Vorinostat has been shown to bind to the active site of histone deacetylases (HDACs) and act as a chelator for zinc ions also found in the active site of histone deacetylases. It specifically inhibits the class I HDAC1, HDAC2, and HDAC3 and the class IIb HDAC6, all with high nanomolar potency. Vorinostat's inhibition of histone deacetylases results in the accumulation of acetylated histones and acetylated proteins, including transcription factors crucial for the expression of genes needed to induce cell differentiation.

===Pharmacokinetics===
====Absorption====
The oral bioavailability of vorinostat is 1.8 to 11%. The time to peak levels (T_{max}) of vorinostat varies depending on whether it is taken while fasted or with a high-fat meal. Its T_{max} while fasted was median 1.5 hours (range 0.5–10 hours), whereas its T_{max} with a high-fat meal was median 4 hours (range 2–10 hours). Hence, a high-fat meal delayed its T_{max} by about 2.5 hours.

====Distribution====
Vorinostat shows poor brain penetrance and only subtle brain HDAC inhibition in rodents. It is known to be a substrate for the blood–brain barrier efflux transporters P-glycoprotein and breast cancer resistance protein (BCRP). The plasma protein binding of vorinostat is approximately 71%.

====Metabolism====
Vorinostat is metabolized by glucuronidation and by hydrolysis followed by β-oxidation. The two major metabolites of vorinostat circulate at 4- to 13-fold higher concentrations than vorinostat itself and are pharmacologically inactive. Vorinostat is not metabolized by cytochrome P450 enzymes.

====Elimination====
The elimination half-life of vorinostat is approximately 2 hours.

==History==
In 1966, Charlotte Friend published her observation that a suspension of murine erythroleukemia cells underwent cytodifferentiation to normal erythrocytes when treated with dimethylsulfoxide (DMSO, a common drug solvent and cryoprotectant frequently used for cell culture freezing) at 280 mmolar. Memorial Sloan-Kettering researcher Paul Marks approached Columbia University chemist Ronald Breslow about these findings and together they decided to develop more potent analogs of DMSO, in order to make use of this property for cancer treatment. Their optimization process lead to the discovery of suberoylanilide hydroxamic acid and its HDAC-inhibiting property.

==Research==
Vorinostat has also been used to treat Sézary syndrome, another type of lymphoma closely related to CTCL.

A recent study suggested that vorinostat also possesses some activity against recurrent glioblastoma multiforme, resulting in a median overall survival of 5.7 months (compared to 4–4.4 months in earlier studies).
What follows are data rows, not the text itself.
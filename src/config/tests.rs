use std::fs;

use serial_test::serial;
use tempfile::TempDir;

use super::settings::{PartialDispatchSettings, PartialSettings, Settings};
use super::{BacklogKind, load_config, load_config_from};

#[test]
fn test_default_settings() {
    let settings = Settings::default();
    assert_eq!(settings.server.host, "127.0.0.1");
    assert_eq!(settings.server.port, 8080);
    assert_eq!(settings.broker.max_connections, 1000);
    assert_eq!(settings.dispatch.config_key, "dispatch");
    assert_eq!(settings.dispatch.admin_identity, "__dispatch");
    assert_eq!(settings.dispatch.backlog, BacklogKind::Memory);
    assert!(settings.dispatch.rules_file.is_none());
    assert_eq!(settings.logging.level, "info");
}

#[test]
fn test_partial_merge_keeps_unset_defaults() {
    let partial = PartialSettings {
        dispatch: Some(PartialDispatchSettings {
            backlog: Some(BacklogKind::Sled),
            ..Default::default()
        }),
        ..Default::default()
    };
    let merged = partial.merge(Settings::default());
    assert_eq!(merged.dispatch.backlog, BacklogKind::Sled);
    assert_eq!(merged.dispatch.backlog_path, "backlog_db");
    assert_eq!(merged.server, Settings::default().server);
}

#[test]
#[serial]
fn test_load_config_from_file_overrides_defaults() {
    let tmp = TempDir::new().expect("create tempdir");
    let path = tmp.path().join("msgdispatch.toml");
    let toml = r#"
        [server]
        host = "0.0.0.0"
        port = 9000

        [broker]
        max_connections = 10

        [dispatch]
        config_key = "uplink"
        rules_file = "rules/uplink.xml"
        backlog = "sled"

        [logging]
        level = "debug"
    "#;
    fs::write(&path, toml).expect("write config file");

    let cfg = load_config_from(Some(&path)).expect("load_config failed");
    assert_eq!(cfg.server.host, "0.0.0.0");
    assert_eq!(cfg.server.port, 9000);
    assert_eq!(cfg.broker.max_connections, 10);
    assert_eq!(cfg.dispatch.config_key, "uplink");
    assert_eq!(cfg.dispatch.rules_file.as_deref(), Some("rules/uplink.xml"));
    assert_eq!(cfg.dispatch.backlog, BacklogKind::Sled);
    assert_eq!(cfg.dispatch.admin_identity, "__dispatch");
    assert_eq!(cfg.logging.level, "debug");
}

#[test]
#[serial]
fn test_missing_explicit_file_is_an_error() {
    let tmp = TempDir::new().expect("create tempdir");
    assert!(load_config_from(Some(&tmp.path().join("absent.toml"))).is_err());
}

#[test]
#[serial]
fn test_environment_overrides() {
    temp_env::with_vars(
        [
            ("MSGDISPATCH_SERVER__PORT", Some("9100")),
            ("MSGDISPATCH_DISPATCH__ADMIN_IDENTITY", Some("__ops")),
            ("MSGDISPATCH_LOGGING__LEVEL", Some("warn")),
        ],
        || {
            let cfg = load_config().expect("load_config failed");
            assert_eq!(cfg.server.port, 9100);
            assert_eq!(cfg.dispatch.admin_identity, "__ops");
            assert_eq!(cfg.logging.level, "warn");
        },
    );
}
Further brain tumor trials are planned in which vorinostat will be combined with other drugs.

Including vorinostat in treatment of advanced non-small-cell lung carcinoma (NSCLC) showed improved response rates and increased median progression free survival and overall survival.

It has given encouraging results in a phase II trial for myelodysplastic syndromes in combination with idarubicin and cytarabine.
It failed to demonstrate efficacy in treating acute myeloid leukemia in an earlier phase II study.

===Preclinical research===
Vorinostat is being investigated as a potential HIV latency reversing agent (LRA) as part of an investigational therapeutic strategy known as "shock and kill". Vorinostat was shown to reactivate HIV in latently HIV-infected T cells, both in vitro and in vivo.

Vorinostat also has shown some activity against the pathophysiological changes in α_{1}-antitrypsin deficiency and cystic fibrosis.
Recent evidence also suggests vorinostat can be a therapeutic tool for Niemann-Pick type C1 (NPC1), a rare lysosomal lipid storage disease.

Preclinical experiments by University of Alabama at Birmingham researchers suggest the cancer drugs vorinostat, belinostat, and panobinostat might be repurposed to treat infections caused by human papillomavirus, or HPV.